Serbia Is A Frontrunner In The EU Accession Process

What happens in the Western Balkans directly influences Austria. This is why we have such a clear interest in the stability and economic prosperity of Serbia and the entire region. We believe strongly that Serbia and the other countries of the Western Balkans firmly belong to the European Union – Alexander Schallenberg

The global diplomatic lockdown, caused by the Coronavirus pandemic, was broken with the Austrian foreign minister’s visit to the countries of the Western Balkans. He came to Serbia bringing medical assistance and an offer that, if required, patients with Covud19 could be treated in Austria. In this interview for CorD Magazine, Minister Alexander Schallenberg reiterates his support for Serbia’s European integration, which, as he notes, depends on the speed with which Serbia implements reforms and meets the criteria set.

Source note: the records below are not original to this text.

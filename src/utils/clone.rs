// Copyright (c) 2024 Huawei Technologies Co.,Ltd. All rights reserved.
//
// StratoVirt is licensed under Mulan PSL v2.
// You can use this software according to the terms and conditions of the Mulan
// PSL v2.
// You may obtain a copy of Mulan PSL v2 at:
//         http://license.coscl.org.cn/MulanPSL2
// THIS SOFTWARE IS PROVIDED ON AN "AS IS" BASIS, WITHOUT WARRANTIES OF ANY
// KIND, EITHER EXPRESS OR IMPLIED, INCLUDING BUT NOT LIMITED TO
// NON-INFRINGEMENT, MERCHANTABILITY OR FIT FOR A PARTICULAR PURPOSE.
// See the Mulan PSL v2 for more details.

use anyhow::{anyhow, bail, Context, Result};
use libc::{pid_t, SIGCHLD};
use log::error;
use nix::{
    errno::errno,
    sched::{clone, CloneFlags},
    unistd::Pid,
};

use super::prctl;

bitflags::bitflags! {
    /// Namespace flags accepted by clone3(2).
    #[derive(Default)]
    pub struct Namespaces: u64 {
        const CGROUP = 0x02000000;
        const IPC = 0x08000000;
        const NET = 0x40000000;
        const MOUNT = 0x00020000;
        const PID = 0x20000000;
        const USER = 0x10000000;
        const UTS = 0x04000000;
    }
}

impl Namespaces {
    /// Parse a namespace name as used in container configurations.
    pub fn from_name(name: &str) -> Result<Self> {
        match name {
            "cgroup" => Ok(Namespaces::CGROUP),
            "ipc" => Ok(Namespaces::IPC),
            "net" | "network" => Ok(Namespaces::NET),
            "mnt" | "mount" => Ok(Namespaces::MOUNT),
            "pid" => Ok(Namespaces::PID),
            "user" => Ok(Namespaces::USER),
            "uts" => Ok(Namespaces::UTS),
            _ => bail!("Invalid namespace type: {}", name),
        }
    }

    fn clone_flags(&self) -> CloneFlags {
        CloneFlags::from_bits_truncate(self.bits() as libc::c_int)
    }
}

#[repr(C, align(8))]
#[derive(Debug, Default)]
struct CloneArgs {
    flags: u64,
    pid_fd: u64,
    child_tid: u64,
    parent_tid: u64,
    exit_signal: u64,
    stack: u64,
    stack_size: u64,
    tls: u64,
    set_tid: u64,
    set_tid_size: u64,
    cgroup: u64,
}

/// Fork-like clone3(2): no new stack, the child continues from the call site.
#[derive(Default)]
pub struct Clone3 {
    namespaces: Namespaces,
    exit_signal: u64,
}

impl Clone3 {
    pub fn namespaces(&mut self, namespaces: Namespaces) -> &mut Self {
        self.namespaces = namespaces;
        self
    }

    pub fn exit_signal(&mut self, exit_signal: u64) -> &mut Self {
        self.exit_signal = exit_signal;
        self
    }

    pub fn call(&self) -> Result<Pid> {
        let clone_args = CloneArgs {
            flags: self.namespaces.bits(),
            exit_signal: self.exit_signal,
            ..Default::default()
        };

        // SAFETY: FFI call with valid arguments.
        let ret = unsafe {
            libc::syscall(
                libc::SYS_clone3,
                &clone_args as *const CloneArgs,
                core::mem::size_of::<CloneArgs>(),
            )
        };
        if ret == -1 {
            bail!("clone3 error: errno {}", errno());
        }

        Ok(Pid::from_raw(
            pid_t::try_from(ret).with_context(|| "Invalid pid")?,
        ))
    }
}

/// Clone a child process into `namespaces` and run `cb` in it. The child
/// exits with the value returned by `cb`, an error exits with 255.
pub fn clone_process<F: FnMut() -> Result<i32>>(
    child_name: &str,
    namespaces: Namespaces,
    mut cb: F,
) -> Result<Pid> {
    let mut clone3 = Clone3::default();
    clone3.namespaces(namespaces).exit_signal(SIGCHLD as u64);

    let pid = match clone3.call() {
        Ok(pid) => pid,
        Err(_) => {
            // clone3() may not be supported by the kernel, fallback to clone().
            let mut stack = vec![0u8; 1024 * 1024];
            return clone(
                Box::new(|| {
                    if let Err(e) = prctl::set_name(child_name) {
                        error!("Failed to set process name: {}", e);
                    }
                    child_exit_code(cb())
                }),
                &mut stack,
                namespaces.clone_flags(),
                Some(SIGCHLD),
            )
            .map_err(|e| anyhow!("Clone error: errno {}", e));
        }
    };

    if pid.as_raw() != 0 {
        return Ok(pid);
    }

    if let Err(e) = prctl::set_name(child_name) {
        error!("Failed to set process name: {}", e);
    }
    std::process::exit(child_exit_code(cb()) as i32);
}

fn child_exit_code(ret: Result<i32>) -> isize {
    match ret {
        Ok(code) => code as isize,
        Err(e) => {
            error!("Child process exit with errors: {:?}", e);
            255
        }
    }
}
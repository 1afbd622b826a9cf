// Copyright (c) 2024 Huawei Technologies Co.,Ltd. All rights reserved.
//
// StratoVirt is licensed under Mulan PSL v2.
// You can use this software according to the terms and conditions of the Mulan
// PSL v2.
// You may obtain a copy of Mulan PSL v2 at:
//         http://license.coscl.org.cn/MulanPSL2
// THIS SOFTWARE IS PROVIDED ON AN "AS IS" BASIS, WITHOUT WARRANTIES OF ANY
// KIND, EITHER EXPRESS OR IMPLIED, INCLUDING BUT NOT LIMITED TO
// NON-INFRINGEMENT, MERCHANTABILITY OR FIT FOR A PARTICULAR PURPOSE.
// See the Mulan PSL v2 for more details.

mod run;

pub use run::Run;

How would you summarise your overall impressions following the culmination of your mini-tour of the Western Balkans, during which you visited Serbia and Kosovo and Albania?

The visit to Serbia, Kosovo and Albania was my first visit abroad since the outbreak of the Covid-19 pandemic. The Austrian government has decided to send medical equipment and test kits to the region as a sign of solidarity and support. We have also offered to treat ICU patients from Serbia and other countries of the region in Austria.

The visit showed that Austrian-Serbian bilateral relations can weather good and bad times – and indeed it is our goal to offer support, particularly in times of crisis. My impression of the visit was very positive. I have seen a strong commitment by Serbia to tackle the Covid-19 crisis and its consequences with determination and efficiency, and an eagerness to re-open the economy and social life of the country. This phase is a great challenge for all of us.

Did you get the impression that a favourable climate exists for the resumption of the dialogue on normalisation between Belgrade and Pristina?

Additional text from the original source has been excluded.